Now we consider the Reason.
\[(R):\,\overline {AB} \, = \,P.V\,of\,B\, - \,P.V\,of\,A\]
P.V means the present value. Thus, the reason is true.

Now we have to check whether the Assertion is true or not. We calculate the \[\overline {GA} \], where $G$ is a centroid and $A$ is the point of the triangle.
\[ \Rightarrow \overline {GA} = P.V\,of\,A\, - P.V\,of\,G\]
On substituting the values
\[ \Rightarrow \overline {GA} = \overline a - \dfrac{{\overline a + \overline b + \overline c }}{3}\]
On simplifying we have
\[ \Rightarrow \overline {GA} = \dfrac{{2\overline a - \overline b - \overline c }}{3}\] -------- (1)
Now we calculate the \[\overline {GB} \]
\[ \Rightarrow \overline {GB} = P.V\,of\,B\, - P.V\,of\,G\]
On substituting the values
\[ \Rightarrow \overline {GB} = \overline b - \dfrac{{\overline a + \overline b + \overline c }}{3}\]
On simplifying we have
\[ \Rightarrow \overline {GB} = \dfrac{{ - \overline a + 2\overline b - \overline c }}{3}\] ------- (2)

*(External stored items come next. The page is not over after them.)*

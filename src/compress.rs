//! Per-image batch processing: decode, conditionally resize, name,
//! format fixup, encode, report progress.

use crate::config::BatchConfig;
use crate::constants::{LIBDEFLATER_HIGH_LEVEL, LIBDEFLATER_LOW_LEVEL, ZOPFLI_ITERATIONS};
use crate::error::{ForgeError, Result};
use crate::naming::resolve_name;
use crate::progress::ProgressSink;
use crate::resize;
use crate::scan::parse_images;
use image::codecs::jpeg::JpegEncoder;
use image::{DynamicImage, GenericImageView, ImageFormat, ImageReader};
use oxipng::{Deflaters, InFile, Options, OutFile};
use std::fs;
use std::fs::File;
use std::io::BufWriter;
use std::num::NonZeroU8;
use std::path::{Path, PathBuf};

/// Aggregate result of one batch run. A per-item failure does not stop
/// the remaining items; it is recorded here instead.
#[derive(Debug, Default)]
pub struct BatchOutcome {
    pub outputs: Vec<PathBuf>,
    pub failures: Vec<(PathBuf, ForgeError)>,
}

impl BatchOutcome {
    pub fn is_clean(&self) -> bool {
        self.failures.is_empty()
    }
}

/// Resolve the files a batch will process: the explicit list when one
/// is supplied (filemode), otherwise the scanned working folder.
/// Returns the list together with the filemode flag.
pub(crate) fn resolve_working_set(
    folder: Option<&Path>,
    files: Option<&[PathBuf]>,
) -> Result<(Vec<PathBuf>, bool)> {
    match files {
        Some(files) => Ok((files.to_vec(), true)),
        None => {
            let folder = folder.ok_or(ForgeError::NoWorkingFolder)?;
            Ok((parse_images(folder)?, false))
        }
    }
}

pub struct BatchCompressor {
    config: BatchConfig,
    folder: Option<PathBuf>,
}

impl BatchCompressor {
    pub fn new(config: BatchConfig, folder: Option<PathBuf>) -> Self {
        Self { config, folder }
    }

    /// Process every image in the working set sequentially, emitting a
    /// progress value in 0..=100 after each item.
    ///
    /// When `files` is given, each output lands next to its own source
    /// file; otherwise outputs go into the working folder. Items that
    /// fail to decode or encode are collected in the outcome and the
    /// batch continues.
    pub fn compress(
        &self,
        files: Option<&[PathBuf]>,
        sink: &mut dyn ProgressSink,
    ) -> Result<BatchOutcome> {
        let (working_set, filemode) = resolve_working_set(self.folder.as_deref(), files)?;
        let total = working_set.len();

        let mut outcome = BatchOutcome::default();
        for (done, source) in working_set.iter().enumerate() {
            match self.process_one(source, filemode) {
                Ok(dest) => outcome.outputs.push(dest),
                Err(e) => outcome.failures.push((source.clone(), e)),
            }
            sink.emit(((done + 1) * 100 / total) as i32);
        }

        Ok(outcome)
    }

    fn process_one(&self, source: &Path, filemode: bool) -> Result<PathBuf> {
        if !source.exists() {
            return Err(ForgeError::FileNotFound(source.to_path_buf()));
        }

        let img = ImageReader::open(source)?.decode()?;
        let (w, _) = img.dimensions();

        // Only downsizes: images already narrower than the target width
        // keep their native resolution.
        let img = if self.config.base_width > 0 && w > self.config.base_width {
            resize::resize(img, self.config.base_width)
        } else {
            img
        };

        let format = self.config.effective_format();

        // Pre-save fixup: formats without alpha support take an opaque
        // RGB image. Default-format JPEG sources are flattened again at
        // the codec level in save_image.
        let img = if format.requires_opaque_input() {
            DynamicImage::ImageRgb8(img.to_rgb8())
        } else {
            img
        };

        let filename = resolve_name(
            source,
            self.config.overwrite,
            self.config.timestamp,
            &self.config.prefix,
            format,
        )?;

        let dest_dir = if filemode {
            source
                .parent()
                .ok_or_else(|| ForgeError::InvalidFileName(source.to_path_buf()))?
        } else {
            self.folder.as_deref().ok_or(ForgeError::NoWorkingFolder)?
        };
        let dest = dest_dir.join(filename);

        let codec = match format.to_image_format() {
            Some(codec) => codec,
            None => ImageFormat::from_path(source)?,
        };
        save_image(&img, &dest, codec, self.config.quality)?;

        Ok(dest)
    }
}

/// Encode and write one image with the requested codec and quality.
///
/// JPEG input is flattened to opaque RGB first (the codec has no alpha
/// channel). PNG output goes through oxipng with a quality-tiered
/// deflater; everything else uses the codec's own save path.
pub fn save_image(
    img: &DynamicImage,
    output: &Path,
    format: ImageFormat,
    quality: u8,
) -> Result<()> {
    match format {
        ImageFormat::Jpeg => {
            let rgb = img.to_rgb8();
            let mut writer = BufWriter::new(File::create(output)?);
            let mut encoder = JpegEncoder::new_with_quality(&mut writer, quality.max(1));
            encoder.encode_image(&rgb)?;
        }
        ImageFormat::Png => {
            let temp_path = output.with_extension("temp.png");
            img.save_with_format(&temp_path, ImageFormat::Png)?;

            // Ensure cleanup on any error
            struct TempFileGuard(PathBuf);
            impl Drop for TempFileGuard {
                fn drop(&mut self) {
                    let _ = fs::remove_file(&self.0);
                }
            }
            let _guard = TempFileGuard(temp_path.clone());

            let mut oxipng_options = Options::from_preset(4);
            oxipng_options.force = true;

            if quality >= 90 {
                oxipng_options.deflate = Deflaters::Zopfli {
                    iterations: NonZeroU8::new(ZOPFLI_ITERATIONS)
                        .ok_or_else(|| ForgeError::PngOptimization("bad iteration count".into()))?,
                };
            } else if quality >= 70 {
                oxipng_options.deflate = Deflaters::Libdeflater {
                    compression: LIBDEFLATER_HIGH_LEVEL,
                };
            } else {
                oxipng_options.deflate = Deflaters::Libdeflater {
                    compression: LIBDEFLATER_LOW_LEVEL,
                };
            }

            let input = InFile::Path(temp_path.clone());
            let out = OutFile::Path {
                path: Some(output.to_path_buf()),
                preserve_attrs: false,
            };
            oxipng::optimize(&input, &out, &oxipng_options)
                .map_err(|e| ForgeError::PngOptimization(e.to_string()))?;
        }
        _ => {
            img.save_with_format(output, format)?;
        }
    }

    Ok(())
}

#[cfg(test)]
mod tests {
    use super::*;
    use crate::config::OutputFormat;
    use crate::progress::NullSink;
    use tempfile::TempDir;

    fn write_test_image(path: &Path, width: u32, height: u32) {
        DynamicImage::new_rgb8(width, height).save(path).unwrap();
    }

    #[test]
    fn test_resolve_working_set_requires_folder_or_files() {
        let result = resolve_working_set(None, None);
        assert!(matches!(result, Err(ForgeError::NoWorkingFolder)));
    }

    #[test]
    fn test_resolve_working_set_filemode() {
        let files = vec![PathBuf::from("a.png"), PathBuf::from("b.jpg")];
        let (set, filemode) = resolve_working_set(None, Some(&files)).unwrap();
        assert!(filemode);
        assert_eq!(set, files);
    }

    #[test]
    fn test_compress_folder_mode_emits_monotonic_progress() {
        let temp_dir = TempDir::new().unwrap();
        for name in ["a.png", "b.png", "c.png"] {
            write_test_image(&temp_dir.path().join(name), 40, 30);
        }

        let config = BatchConfig {
            timestamp: false,
            ..BatchConfig::default()
        };
        let compressor = BatchCompressor::new(config, Some(temp_dir.path().to_path_buf()));

        let mut events = Vec::new();
        let outcome = compressor
            .compress(None, &mut |v: i32| events.push(v))
            .unwrap();

        assert!(outcome.is_clean());
        assert_eq!(outcome.outputs.len(), 3);
        assert_eq!(events, vec![33, 66, 100]);
    }

    #[test]
    fn test_compress_downsizes_only_wide_images() {
        let temp_dir = TempDir::new().unwrap();
        write_test_image(&temp_dir.path().join("wide.png"), 1600, 900);
        write_test_image(&temp_dir.path().join("narrow.png"), 400, 300);

        let config = BatchConfig {
            base_width: 800,
            timestamp: false,
            ..BatchConfig::default()
        };
        let compressor = BatchCompressor::new(config, Some(temp_dir.path().to_path_buf()));
        let outcome = compressor.compress(None, &mut NullSink).unwrap();
        assert!(outcome.is_clean());

        for output in &outcome.outputs {
            let img = image::open(output).unwrap();
            if output.file_name().unwrap().to_str().unwrap().starts_with("wide") {
                assert_eq!(img.dimensions(), (800, 450));
            } else {
                assert_eq!(img.dimensions(), (400, 300));
            }
        }
    }

    #[test]
    fn test_compress_overwrite_replaces_in_place() {
        let temp_dir = TempDir::new().unwrap();
        let source = temp_dir.path().join("keep.png");
        write_test_image(&source, 400, 300);

        let config = BatchConfig {
            overwrite: true,
            timestamp: false,
            ..BatchConfig::default()
        };
        let compressor = BatchCompressor::new(config, Some(temp_dir.path().to_path_buf()));
        let outcome = compressor.compress(None, &mut NullSink).unwrap();

        assert_eq!(outcome.outputs, vec![source.clone()]);
        let entries = parse_images(temp_dir.path()).unwrap();
        assert_eq!(entries.len(), 1);
        assert_eq!(image::open(&source).unwrap().dimensions(), (400, 300));
    }

    #[test]
    fn test_compress_filemode_writes_beside_each_source() {
        let temp_a = TempDir::new().unwrap();
        let temp_b = TempDir::new().unwrap();
        let file_a = temp_a.path().join("one.png");
        let file_b = temp_b.path().join("two.png");
        write_test_image(&file_a, 40, 30);
        write_test_image(&file_b, 40, 30);

        let config = BatchConfig {
            timestamp: false,
            ..BatchConfig::default()
        };
        let compressor = BatchCompressor::new(config, None);
        let files = vec![file_a, file_b];
        let outcome = compressor.compress(Some(&files), &mut NullSink).unwrap();

        assert!(outcome.is_clean());
        assert_eq!(outcome.outputs.len(), 2);
        assert_eq!(outcome.outputs[0].parent().unwrap(), temp_a.path());
        assert_eq!(outcome.outputs[1].parent().unwrap(), temp_b.path());
    }

    #[test]
    fn test_compress_jpeg_flattens_alpha() {
        let temp_dir = TempDir::new().unwrap();
        let source = temp_dir.path().join("alpha.png");
        DynamicImage::new_rgba8(40, 30).save(&source).unwrap();

        let config = BatchConfig {
            format: OutputFormat::Jpeg,
            timestamp: false,
            ..BatchConfig::default()
        };
        let compressor = BatchCompressor::new(config, Some(temp_dir.path().to_path_buf()));
        let outcome = compressor.compress(None, &mut NullSink).unwrap();

        assert!(outcome.is_clean());
        assert_eq!(outcome.outputs.len(), 1);
        assert!(outcome.outputs[0].to_str().unwrap().ends_with(".jpg"));
        let reencoded = image::open(&outcome.outputs[0]).unwrap();
        assert_eq!(reencoded.dimensions(), (40, 30));
    }

    #[test]
    fn test_compress_continues_past_undecodable_file() {
        let temp_dir = TempDir::new().unwrap();
        write_test_image(&temp_dir.path().join("good.png"), 40, 30);
        fs::write(temp_dir.path().join("bad.png"), b"not an image").unwrap();

        let config = BatchConfig {
            timestamp: false,
            ..BatchConfig::default()
        };
        let compressor = BatchCompressor::new(config, Some(temp_dir.path().to_path_buf()));

        let mut events = Vec::new();
        let outcome = compressor
            .compress(None, &mut |v: i32| events.push(v))
            .unwrap();

        assert_eq!(outcome.outputs.len(), 1);
        assert_eq!(outcome.failures.len(), 1);
        assert_eq!(events.last(), Some(&100));
    }

    #[test]
    fn test_compress_missing_folder_fails_before_any_work() {
        let config = BatchConfig::default();
        let compressor =
            BatchCompressor::new(config, Some(PathBuf::from("/nonexistent/folder")));
        let result = compressor.compress(None, &mut NullSink);
        assert!(matches!(result, Err(ForgeError::FolderNotFound(_))));
    }
}
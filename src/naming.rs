//! Destination filename policy.
//!
//! Overwrite mode reuses the source basename so the output replaces the
//! input. Otherwise the name is derived from the stem plus the configured
//! prefix, with the extension swapped for the target format's, and an
//! optional wall-clock suffix that makes repeated runs collision-free.

use crate::config::OutputFormat;
use crate::constants::GIF_TOKEN_LEN;
use crate::error::{ForgeError, Result};
use rand::Rng;
use std::path::Path;
use std::sync::atomic::{AtomicU64, Ordering};
use std::time::{SystemTime, UNIX_EPOCH};

/// Microsecond wall-clock reading, bumped past the previous reading so
/// two calls in the same process never return the same value.
fn clock_token() -> u64 {
    static LAST: AtomicU64 = AtomicU64::new(0);

    let now = SystemTime::now()
        .duration_since(UNIX_EPOCH)
        .unwrap_or_default()
        .as_micros() as u64;

    let mut prev = LAST.load(Ordering::Relaxed);
    loop {
        let next = now.max(prev + 1);
        match LAST.compare_exchange(prev, next, Ordering::Relaxed, Ordering::Relaxed) {
            Ok(_) => return next,
            Err(observed) => prev = observed,
        }
    }
}

/// Compute the output filename for one processed image.
///
/// With `overwrite` the source basename is returned unchanged. The
/// timestamp branch wins over the plain prefixed name: when `timestamp`
/// is set the clock value is always appended.
pub fn resolve_name(
    source: &Path,
    overwrite: bool,
    timestamp: bool,
    prefix: &str,
    format: OutputFormat,
) -> Result<String> {
    let basename = source
        .file_name()
        .and_then(|n| n.to_str())
        .ok_or_else(|| ForgeError::InvalidFileName(source.to_path_buf()))?;

    if overwrite {
        return Ok(basename.to_string());
    }

    let (stem, source_ext) = match basename.rsplit_once('.') {
        Some((stem, ext)) if !stem.is_empty() => (stem, Some(ext)),
        _ => (basename, None),
    };

    let ext = match format.extension().or(source_ext) {
        Some(ext) => format!(".{}", ext),
        None => String::new(),
    };

    if timestamp {
        Ok(format!("{}{}-{}{}", stem, prefix, clock_token(), ext))
    } else {
        Ok(format!("{}{}{}", stem, prefix, ext))
    }
}

/// Generate a name for a combined GIF: random lowercase token with the
/// configured width echoed in the prefix. Collisions are not checked.
pub fn gif_file_name(base_width: u32) -> String {
    let mut rng = rand::thread_rng();
    let token: String = (0..GIF_TOKEN_LEN)
        .map(|_| rng.gen_range(b'a'..=b'z') as char)
        .collect();
    format!("gif-{}-{}.gif", base_width, token)
}
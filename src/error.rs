use std::path::PathBuf;
use thiserror::Error;

#[derive(Debug, Error)]
pub enum ForgeError {
    #[error("I/O error: {0}")]
    Io(#[from] std::io::Error),

    #[error("Image processing error: {0}")]
    Image(#[from] image::ImageError),

    #[error("PNG optimization error: {0}")]
    PngOptimization(String),

    #[error("Invalid quality value: {0}. Must be between 0 and 100")]
    InvalidQuality(u8),

    #[error("Unsupported format: {0}")]
    UnsupportedFormat(String),

    #[error("Folder not found: {0}")]
    FolderNotFound(PathBuf),

    #[error("File not found: {0}")]
    FileNotFound(PathBuf),

    #[error("Invalid file name: {0}")]
    InvalidFileName(PathBuf),

    #[error("No working folder configured and no explicit file list supplied")]
    NoWorkingFolder,
}

pub type Result<T> = std::result::Result<T, ForgeError>;
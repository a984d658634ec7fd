use anyhow::{bail, Context};
use clap::Parser;
use img_forge::cli::{Args, Commands};
use img_forge::{error, info};
use img_forge::{BarSink, BatchCompressor, BatchConfig, GifBuilder, GifOptions, OutputFormat};
use std::path::PathBuf;
use std::str::FromStr;

fn main() -> anyhow::Result<()> {
    let args = Args::parse();
    img_forge::logger::set_quiet_mode(args.quiet);

    match args.command {
        Commands::Compress {
            folder,
            inputs,
            quality,
            base_width,
            format,
            overwrite,
            prefix,
            no_timestamp,
        } => {
            let format = match format {
                Some(name) => OutputFormat::from_str(&name)?,
                None => OutputFormat::Default,
            };
            let config =
                BatchConfig::new(quality, base_width, format, overwrite, prefix, !no_timestamp)?;
            run_compress(config, folder, inputs)
        }
        Commands::Gif {
            inputs,
            base_width,
            duration,
            loop_count,
            bg,
        } => {
            let config = BatchConfig::new(None, base_width, OutputFormat::Gif, false, None, false)?;
            let options = GifOptions {
                duration_ms: duration,
                loop_count,
                bg_color: parse_bg(&bg)?,
            };
            run_gif(config, inputs, options)
        }
        Commands::List { folder } => {
            for path in img_forge::parse_images(&folder)? {
                println!("{}", path.display());
            }
            Ok(())
        }
    }
}

fn run_compress(
    config: BatchConfig,
    folder: Option<PathBuf>,
    inputs: Vec<PathBuf>,
) -> anyhow::Result<()> {
    if folder.is_none() && inputs.is_empty() {
        bail!("supply a working folder or at least one --input file");
    }

    let files = (!inputs.is_empty()).then_some(inputs.as_slice());
    let compressor = BatchCompressor::new(config, folder);

    let mut sink = BarSink::new();
    let outcome = compressor.compress(files, &mut sink)?;
    sink.finish("done");

    info!("✅ Processed {} image(s)", outcome.outputs.len());
    for (source, err) in &outcome.failures {
        error!("Failed to process {:?}: {}", source, err);
    }
    if !outcome.is_clean() {
        bail!("{} image(s) failed", outcome.failures.len());
    }
    Ok(())
}

fn run_gif(config: BatchConfig, inputs: Vec<PathBuf>, options: GifOptions) -> anyhow::Result<()> {
    let builder = GifBuilder::new(config, None);

    let mut sink = BarSink::new();
    let dest = builder.build(Some(&inputs), &options, &mut sink)?;
    sink.finish("done");

    match dest {
        Some(path) => info!("✅ GIF written to {}", path.display()),
        None => info!("⚠️  No frames selected, nothing written"),
    }
    Ok(())
}

/// Parse "R,G,B" into a color triple, clamping each channel to 0-255.
fn parse_bg(value: &str) -> anyhow::Result<[u8; 3]> {
    let parts: Vec<&str> = value.split(',').collect();
    if parts.len() != 3 {
        bail!("background color must be R,G,B (got {:?})", value);
    }
    let mut channels = [0u8; 3];
    for (slot, part) in channels.iter_mut().zip(&parts) {
        let channel: i64 = part
            .trim()
            .parse()
            .with_context(|| format!("invalid color channel {:?}", part))?;
        *slot = channel.clamp(0, 255) as u8;
    }
    Ok(channels)
}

Now we calculate the \[\overline {GC} \]
\[ \Rightarrow \overline {GC} = P.V\,of\,C\, - P.V\,of\,G\]
On substituting the values
\[ \Rightarrow \overline {GC} = \overline c - \dfrac{{\overline a + \overline b + \overline c }}{3}\]
On simplifying we have
\[ \Rightarrow \overline {GC} = \dfrac{{ - \overline a - \overline b + 2\overline c }}{3}\] ---------(3)
On adding (1), (2) and (3) we get
\[ \Rightarrow \overline {GA} + \overline {GB} + \overline {GC} = \dfrac{{2\overline a - \overline b - 2\overline c }}{3} + \dfrac{{ - \overline a + 2\overline b - \overline c }}{3} + \dfrac{{ - \overline a - \overline b + 2\overline c }}{3}\]

On simplifying we get
\[ \Rightarrow \overline {GA} + \overline {GB} + \overline {GC} = \dfrac{1}{3}\left( {2\overline a - \overline b - 2\overline c - \overline a + 2\overline b - \overline c - \overline a - \overline b + 2\overline c } \right)\]
On cancelling the like terms we get
\[ \Rightarrow \overline {GA} + \overline {GB} + \overline {GC} = \overline 0 \]
The assertion is also true. Therefore both Assertion and Reason are individually true and Reason is the correct explanation of Assertion.

Hence the option A is the correct one.

Note:In verbal reasoning there are different kinds. The assertion is a simple statement and the reason is the explanation for the assertion. Generally in assertion and reason we have to consider both the statements and we have to check if each one is true or not. Both the statements will be not true, it depends on the assertion and reason. sometimes any one of them is true.